= Addington Cricket Club =

Historical English cricket team

Addington Cricket Club fielded one of the strongest cricket teams in England from about the 1743 season to the 1752 season although the village of Addington is a very small place in Surrey about three miles south-east of Croydon. The team was of county strength and featured the noted players William Durling, Tom Faulkner, Joe Harris, John Harris, and George Jackson. The team immediately accepted the Slindon Challenge, in 1744, to play against any parish in England. The only other club to accept was Robert Colchin's Bromley.

==Matches==
It is not known when the Addington club was founded and the team played its earliest known game, in London, in 1743. At the Artillery Ground on 25 July, Addington defeated the foremost London Cricket Club by an innings & 4 runs. London scored 32 & 74; Addington 110. Kent players Robert Colchin, aka "Long Robin", and Tom Peake played for Addington as given men while Surrey's William Sawyer was given to London.

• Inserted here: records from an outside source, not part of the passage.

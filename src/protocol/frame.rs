//! Frame types for the duplex and fallback channels.
//!
//! Every message on the wire is a JSON object with a `type` discriminator.
//! Payload bodies are opaque [`Value`]s; this crate routes frames, it does
//! not interpret application data.

// ============================================================================
// Imports
// ============================================================================

use serde::{Deserialize, Serialize};
use serde_json::Value;

use crate::identifiers::CorrelationId;

// ============================================================================
// Frame
// ============================================================================

/// A single wire frame.
///
/// # Format
///
/// ```json
/// {"type": "request",  "id": "uuid", "payload": { ... }}
/// {"type": "response", "id": "uuid", "payload": { ... }, "error": null}
/// {"type": "push",     "event": "settings_updated", "payload": { ... }}
/// {"type": "ping"}
/// {"type": "pong"}
/// ```
#[derive(Debug, Clone, PartialEq, Serialize, Deserialize)]
#[serde(tag = "type", rename_all = "lowercase")]
pub enum Frame {
    /// Correlated command, client to service.
    Request {
        /// Correlation id matched by the eventual response.
        id: CorrelationId,
        /// Opaque request body.
        #[serde(default)]
        payload: Value,
    },

    /// Answer to a request, service to client.
    Response {
        /// Matches the request's `id`.
        id: CorrelationId,
        /// Opaque result body.
        #[serde(default)]
        payload: Value,
        /// Service-level error message, if the request failed.
        #[serde(default, skip_serializing_if = "Option::is_none")]
        error: Option<String>,
    },

    /// Unsolicited notification, service to client.
    Push {
        /// Event name, e.g. `settings_updated`.
        #[serde(default)]
        event: String,
        /// Opaque event body.
        #[serde(default)]
        payload: Value,
    },

    /// Liveness probe.
    Ping,

    /// Liveness acknowledgment.
    Pong,
}

impl Frame {
    /// Creates a request frame.
    #[inline]
    #[must_use]
    pub fn request(id: CorrelationId, payload: Value) -> Self {
        Self::Request { id, payload }
    }

    /// Creates a successful response frame.
    #[inline]
    #[must_use]
    pub fn response(id: CorrelationId, payload: Value) -> Self {
        Self::Response {
            id,
            payload,
            error: None,
        }
    }

    /// Creates an error response frame.
    #[inline]
    #[must_use]
    pub fn error_response(id: CorrelationId, error: impl Into<String>) -> Self {
        Self::Response {
            id,
            payload: Value::Null,
            error: Some(error.into()),
        }
    }

    /// Returns the correlation id, for request and response frames.
    #[inline]
    #[must_use]
    pub fn correlation_id(&self) -> Option<CorrelationId> {
        match self {
            Self::Request { id, .. } | Self::Response { id, .. } => Some(*id),
            _ => None,
        }
    }
}

// ============================================================================
// PushEvent
// ============================================================================

/// An unsolicited notification delivered to subscribers.
#[derive(Debug, Clone, PartialEq)]
pub struct PushEvent {
    /// Event name.
    pub event: String,
    /// Opaque event body.
    pub payload: Value,
}

// ============================================================================
// Tests
// ============================================================================
// ============================================================================
// Command
// ============================================================================

/// Commands from the facade to the actor.
pub(crate) enum Command {
    /// Route a request per the current connection state.
    Send {
        id: CorrelationId,
        payload: Value,
        options: SendOptions,
        responder: Responder,
    },
    /// Remove a still-pending request without completing it.
    Cancel(CorrelationId),
    /// Explicit connect; resets the reconnect counter.
    Connect,
    /// Voluntary shutdown; suppresses automatic reconnection.
    Close,
    /// Register an event sink.
    Subscribe(EventSink),
}

// ============================================================================
// Internal events
// ============================================================================

/// Results delivered back into the actor from spawned tasks.
enum Internal {
    /// A connect attempt finished.
    Handshake {
        epoch: u64,
        result: Result<Box<WsStream>>,
    },
}

// ============================================================================
// ConnectionActor
// ============================================================================

/// The event-loop task behind a [`Client`](crate::Client).
pub(crate) struct ConnectionActor {
    config: ClientConfig,
    backoff: BackoffPolicy,
    fallback: Option<Arc<dyn FallbackTransport>>,
    shared: Arc<Mutex<Shared>>,

    command_rx: mpsc::UnboundedReceiver<Command>,
    internal_tx: mpsc::UnboundedSender<Internal>,
    internal_rx: mpsc::UnboundedReceiver<Internal>,

    state: ConnectionState,
    pending: PendingTable,
    queue: OutboundQueue,
    sinks: Vec<EventSink>,

    /// Failed/involuntary closes since the last successful open or
    /// explicit connect.
    attempts: u32,
    /// Invalidates handshake results from superseded connect attempts.
    epoch: u64,
    /// Next automatic retry, while ERRORED with the cap not reached.
    retry_at: Option<Instant>,
    /// Set between `close()` and the transport confirming the close.
    shutting_down: bool,

    writer: Option<WsWriter>,
    reader: Option<WsReader>,

    last_ping_at: Option<Instant>,
    unanswered_pings: u32,
}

It was after Slindon defeated London in September 1744 that it issued its challenge to the rest of England. Addington and Slindon met at the Artillery Ground on 12 and 13 September but the occasion was ruined by bad weather and the match could not be concluded.

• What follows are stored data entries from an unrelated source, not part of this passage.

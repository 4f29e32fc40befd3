//! Pending-request table.
//!
//! Maps correlation ids to waiting callers. Entries leave the table in
//! exactly one of four ways: a matching response, a timeout sweep, a
//! connection-loss drain, or caller cancellation. Whichever happens, the
//! caller's waiter completes at most once.

// ============================================================================
// Imports
// ============================================================================

use std::sync::Arc;
use std::time::{Duration, Instant};

use parking_lot::Mutex;
use rustc_hash::FxHashMap;
use serde_json::Value;
use tokio::sync::oneshot;
use tracing::{debug, trace};

use crate::error::{Error, Result};
use crate::identifiers::CorrelationId;

// ============================================================================
// Responder
// ============================================================================

/// Single-shot completion slot for one request.
///
/// Clones share the slot, so the duplex path and the fallback race can
/// both hold the same responder; the first resolution wins and every
/// later one is a no-op. Disarming (cancellation) drops the sender
/// without firing it.
#[derive(Clone)]
pub struct Responder {
    slot: Arc<Mutex<Option<oneshot::Sender<Result<Value>>>>>,
}

impl Responder {
    /// Creates a responder and the receiver its caller waits on.
    #[must_use]
    pub fn new() -> (Self, oneshot::Receiver<Result<Value>>) {
        let (tx, rx) = oneshot::channel();
        (
            Self {
                slot: Arc::new(Mutex::new(Some(tx))),
            },
            rx,
        )
    }

    /// Completes the request, if it has not completed already.
    ///
    /// Returns `false` if the responder was already resolved or disarmed.
    pub fn resolve(&self, outcome: Result<Value>) -> bool {
        match self.slot.lock().take() {
            Some(tx) => {
                // The caller may have dropped its receiver; that is its
                // way of abandoning the result.
                let _ = tx.send(outcome);
                true
            }
            None => false,
        }
    }

    /// Drops the sender without firing it, so the waiter is released
    /// with a cancellation instead of a result.
    pub fn disarm(&self) -> bool {
        self.slot.lock().take().is_some()
    }

    /// Returns `true` if the request can still be completed.
    #[inline]
    #[must_use]
    pub fn is_armed(&self) -> bool {
        self.slot.lock().is_some()
    }
}

// ============================================================================
// PendingRequest
// ============================================================================

/// One in-flight request awaiting its response.
struct PendingRequest {
    responder: Responder,
    registered_at: Instant,
    timeout_at: Instant,
}

// ============================================================================
// PendingTable
// ============================================================================

/// Correlation table for in-flight duplex requests.
#[derive(Default)]
pub struct PendingTable {
    entries: FxHashMap<CorrelationId, PendingRequest>,
}

impl PendingTable {
    /// Creates an empty table.
    #[inline]
    #[must_use]
    pub fn new() -> Self {
        Self::default()
    }

    /// Returns the number of in-flight requests.
    #[inline]
    #[must_use]
    pub fn len(&self) -> usize {
        self.entries.len()
    }

    /// Returns `true` if no requests are in flight.
    #[inline]
    #[must_use]
    pub fn is_empty(&self) -> bool {
        self.entries.is_empty()
    }

    /// Registers an in-flight request.
    ///
    /// # Errors
    ///
    /// Returns [`Error::DuplicateCorrelationId`] if the id is already
    /// registered. Ids are generated, not user-supplied, so this is a
    /// programming error rather than a runtime condition.
    pub fn register(
        &mut self,
        id: CorrelationId,
        responder: Responder,
        now: Instant,
        timeout: Duration,
    ) -> Result<()> {
        if self.entries.contains_key(&id) {
            return Err(Error::duplicate_correlation_id(id));
        }

        self.entries.insert(
            id,
            PendingRequest {
                responder,
                registered_at: now,
                timeout_at: now + timeout,
            },
        );
        trace!(%id, "request registered");
        Ok(())
    }

    /// Resolves the entry for `id`, removing it and completing its
    /// waiter with `outcome`.
    ///
    /// Returns `false` if the id is unknown. A duplicate or late
    /// response is not an error; the caller logs and moves on.
    pub fn resolve(&mut self, id: CorrelationId, outcome: Result<Value>) -> bool {
        match self.entries.remove(&id) {
            Some(entry) => {
                entry.responder.resolve(outcome);
                true
            }
            None => false,
        }
    }

    /// Removes every entry whose deadline has passed, completing each
    /// with [`Error::Timeout`].
    ///
    /// Runs on every tick of the client's internal clock, so timeouts
    /// fire even when no further traffic arrives.
    pub fn expire_older_than(&mut self, now: Instant) -> usize {
        let expired: Vec<CorrelationId> = self
            .entries
            .iter()
            .filter(|(_, entry)| entry.timeout_at <= now)
            .map(|(id, _)| *id)
            .collect();

        for id in &expired {
            if let Some(entry) = self.entries.remove(id) {
                let waited = entry
                    .timeout_at
                    .duration_since(entry.registered_at)
                    .as_millis() as u64;
                debug!(%id, timeout_ms = waited, "request timed out");
                entry.responder.resolve(Err(Error::timeout(*id, waited)));
            }
        }

        expired.len()
    }

    /// Removes every entry, completing each with [`Error::ConnectionLost`]
    /// carrying `reason`. Used when the connection drops with requests in
    /// flight.
    pub fn drain_all(&mut self, reason: &str) -> usize {
        let count = self.entries.len();

        for (_, entry) in self.entries.drain() {
            entry
                .responder
                .resolve(Err(Error::connection_lost(reason)));
        }

        count
    }

    /// Removes the entry for `id` without completing its waiter.
    ///
    /// Returns `false` if the id is unknown.
    pub fn cancel(&mut self, id: CorrelationId) -> bool {
        match self.entries.remove(&id) {
            Some(entry) => {
                entry.responder.disarm();
                true
            }
            None => false,
        }
    }
}

// ============================================================================
// Tests
// ============================================================================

Addington and London won a home game each against each other in 1745. The best Addington players were frequently involved in single wicket contests, which were hugely popular throughout the 1740s. They also played often in representative teams. Tom Faulkner in particular was one of the most influential figures in the sport. In 1746, Addington beat Bromley "with great difficulty" on Bromley Common but a return match at the Artillery Ground was inconclusive. In 1747, Addington joined forces with nearby Croydon to play three matches against London: they won one, lost one and one had an unknown result. In 1748, the "best five" Addington players took part in a big single wicket contest against "The Rest of England". One of the Addington five was described as "the shoemaker that lately came out of Kent". It is possible that this shoemaker was Durling, who first made his presence felt that season. Durling's origins are otherwise unknown.

Signs of Addington's decline can be seen at the end of the 1740s. On 10 July 1749, "Five of England" defeated "Five of Addington" at the Artillery Ground. The match was played for fifty guineas a team and was the result of a challenge by the Addington players to meet any other five in England. Betting was 8–1 in favour of Addington but the team of Faulkner, Joe Harris, John Harris, George Jackson and Durling was beaten by Colchin, John Bryant, Robert Eures, John Bell and Thomas Waymark. On 17 July, in a return match, the same Addington five beat the same England five for fifty guineas. But on 26 July in a deciding match, England won by 2 runs, scoring 11 and 12; Addington replied with 16 and 5. The prize this time was 100 guineas. England made two changes to its team with James Bryant and Val Romney replacing Bell and Waymark. Addington's five were unchanged.

On 17 July 1750, Addington lost a sensational match to the re-emerging Dartford by 6 runs on Dartford Brent. Dartford scored 46 and 34; Addington replied with 39 and 35. William Hodsoll and the two Bryants all played for Dartford as given men. According to the London Evening Post on Thursday 19 July, Dartford lost its last five second innings wickets in five successive deliveries by a mixture of caught and bowled, but still won.

There are more Addington games in the records until the end of the 1752 season but then there is nothing more, apart from occasional mentions of Faulkner and Durling who played into the 1760s. The Addington cricket ground still exists, is still in use for local games and is held to be one of the oldest in England.